#### Problem to solve:
Search the records for "remaining". Copy every line where it appears.
== Information supplied
//! In-memory download session tracking.
//!
//! The tracker is deliberately synchronous (std RwLock, no await): progress
//! advances from inside `Stream::poll_next` on the byte stream, which cannot
//! block on an async lock. Sessions are keyed by token and hold a rolling
//! window of (instant, bytes) samples for the transfer rate.

use chrono::Utc;
use datashare_core::constants::{
    RATE_WINDOW_SECS, SESSION_IDLE_TIMEOUT_SECS, SESSION_RETENTION_SECS,
};
use datashare_core::models::download::{DownloadSession, DownloadStatus};
use datashare_core::AppError;
use std::collections::{HashMap, VecDeque};
use std::sync::{Arc, RwLock};
use std::time::{Duration, Instant};

use crate::AppResult;

struct SessionState {
    session: DownloadSession,
    /// Trailing (sample instant, cumulative bytes) window for rate math.
    samples: VecDeque<(Instant, u64)>,
    /// Instant of the last state change, for idle/retention sweeping.
    touched: Instant,
}

impl SessionState {
    fn touch(&mut self) {
        self.session.last_activity_at = Utc::now();
        self.touched = Instant::now();
    }

    fn recompute_rate(&mut self, now: Instant) {
        let window = Duration::from_secs(RATE_WINDOW_SECS);
        while let Some(&(t, _)) = self.samples.front() {
            if now.duration_since(t) > window && self.samples.len() > 1 {
                self.samples.pop_front();
            } else {
                break;
            }
        }

        let (first, last) = match (self.samples.front(), self.samples.back()) {
            (Some(&f), Some(&l)) if l.0 > f.0 => (f, l),
            _ => {
                self.session.transfer_rate_bps = 0.0;
                self.session.eta_seconds = None;
                return;
            }
        };

        let elapsed = last.0.duration_since(first.0).as_secs_f64();
        let rate = (last.1.saturating_sub(first.1)) as f64 / elapsed;
        self.session.transfer_rate_bps = rate;
        self.session.eta_seconds = if rate > 0.0 && self.session.total_bytes > 0 {
            let remaining = self
                .session
                .total_bytes
                .saturating_sub(self.session.bytes_transferred);
            Some((remaining as f64 / rate).ceil() as u64)
        } else {
            None
        };
    }
}

pub struct ProgressTracker {
    sessions: RwLock<HashMap<String, Arc<RwLock<SessionState>>>>,
    idle_timeout: Duration,
    retention: Duration,
}

impl Default for ProgressTracker {
    fn default() -> Self {
        Self::new(SESSION_IDLE_TIMEOUT_SECS, SESSION_RETENTION_SECS)
    }
}

impl ProgressTracker {
    pub fn new(idle_timeout_secs: u64, retention_secs: u64) -> Self {
        ProgressTracker {
            sessions: RwLock::new(HashMap::new()),
            idle_timeout: Duration::from_secs(idle_timeout_secs),
            retention: Duration::from_secs(retention_secs),
        }
    }

    fn entry(&self, token: &str) -> AppResult<Arc<RwLock<SessionState>>> {
        let sessions = self.sessions.read().unwrap_or_else(|e| e.into_inner());
        sessions
            .get(token)
            .cloned()
            .ok_or_else(|| AppError::SessionNotFound(token.to_string()))
    }

    /// Register a session in `Pending`. A restarted download for the same
    /// token replaces the previous session, carrying the new resume offset.
    pub fn start(&self, token: &str, total_bytes: u64, resume_offset: u64) {
        let now = Utc::now();
        let state = SessionState {
            session: DownloadSession {
                token: token.to_string(),
                status: DownloadStatus::Pending,
                bytes_transferred: resume_offset,
                total_bytes,
                started_at: now,
                last_activity_at: now,
                transfer_rate_bps: 0.0,
                eta_seconds: None,
                error_message: None,
                resume_offset,
            },
            samples: VecDeque::from([(Instant::now(), resume_offset)]),
            touched: Instant::now(),
        };

        let mut sessions = self.sessions.write().unwrap_or_else(|e| e.into_inner());
        sessions.insert(token.to_string(), Arc::new(RwLock::new(state)));
    }

    /// Record bytes sent. First advance moves `Pending` to `InProgress`.
    pub fn advance(&self, token: &str, bytes: u64) -> AppResult<()> {
        let entry = self.entry(token)?;
        let mut state = entry.write().unwrap_or_else(|e| e.into_inner());

        if state.session.status == DownloadStatus::Pending
            || state.session.status == DownloadStatus::Interrupted
        {
            state.session.status = DownloadStatus::InProgress;
        }
        state.session.bytes_transferred += bytes;
        let transferred = state.session.bytes_transferred;
        let now = Instant::now();
        state.samples.push_back((now, transferred));
        state.recompute_rate(now);
        state.touch();
        Ok(())
    }

    pub fn finish(&self, token: &str) -> AppResult<()> {
        let entry = self.entry(token)?;
        let mut state = entry.write().unwrap_or_else(|e| e.into_inner());
        state.session.status = DownloadStatus::Completed;
        state.session.eta_seconds = Some(0);
        state.touch();
        tracing::info!(
            bytes = state.session.bytes_transferred,
            "Download completed"
        );
        Ok(())
    }

    pub fn fail(&self, token: &str, message: impl Into<String>) -> AppResult<()> {
        let entry = self.entry(token)?;
        let mut state = entry.write().unwrap_or_else(|e| e.into_inner());
        state.session.status = DownloadStatus::Failed;
        state.session.error_message = Some(message.into());
        state.touch();
        Ok(())
    }

    /// Mark a session interrupted, remembering how far it got so a retry can
    /// pick up from there. No-op on terminal sessions.
    pub fn interrupt(&self, token: &str) -> AppResult<()> {
        let entry = self.entry(token)?;
        let mut state = entry.write().unwrap_or_else(|e| e.into_inner());
        if state.session.status.is_terminal() {
            return Ok(());
        }
        state.session.status = DownloadStatus::Interrupted;
        state.session.resume_offset = state.session.bytes_transferred;
        state.touch();
        tracing::warn!(
            bytes = state.session.bytes_transferred,
            "Download interrupted"
        );
        Ok(())
    }

    pub fn get(&self, token: &str) -> AppResult<DownloadSession> {
        let entry = self.entry(token)?;
        let state = entry.read().unwrap_or_else(|e| e.into_inner());
        Ok(state.session.clone())
    }

    /// One sweep pass: idle in-flight sessions become `Interrupted`; terminal
    /// and interrupted sessions past the retention window are dropped, so an
    /// abandoned interruption cannot hold its map entry forever. Returns the
    /// number of sessions reclaimed.
    pub fn sweep(&self) -> usize {
        let idle = self.idle_timeout;
        let retention = self.retention;
        let now = Instant::now();

        let mut sessions = self.sessions.write().unwrap_or_else(|e| e.into_inner());
        let before = sessions.len();
        sessions.retain(|_, entry| {
            let mut state = entry.write().unwrap_or_else(|e| e.into_inner());
            let age = now.duration_since(state.touched);
            match state.session.status {
                DownloadStatus::Pending | DownloadStatus::InProgress if age > idle => {
                    state.session.status = DownloadStatus::Interrupted;
                    state.session.resume_offset = state.session.bytes_transferred;
                    // Restart the clock: the retention window for the
                    // interrupted session begins now.
                    state.touch();
                    true
                }
                DownloadStatus::Completed
                | DownloadStatus::Failed
                | DownloadStatus::Interrupted
                    if age > retention =>
                {
                    false
                }
                _ => true,
            }
        });
        before - sessions.len()
    }

    /// Background sweeper loop. Spawn once at startup.
    pub fn spawn_sweeper(self: &Arc<Self>, interval_secs: u64) -> tokio::task::JoinHandle<()> {
        let tracker = Arc::clone(self);
        tokio::spawn(async move {
            let mut ticker = tokio::time::interval(Duration::from_secs(interval_secs));
            loop {
                ticker.tick().await;
                let reclaimed = tracker.sweep();
                if reclaimed > 0 {
                    tracing::debug!(reclaimed, "Reclaimed expired download sessions");
                }
            }
        })
    }
}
====
#### Exercise output:
            let remaining = self
            Some((remaining as f64 / rate).ceil() as u64)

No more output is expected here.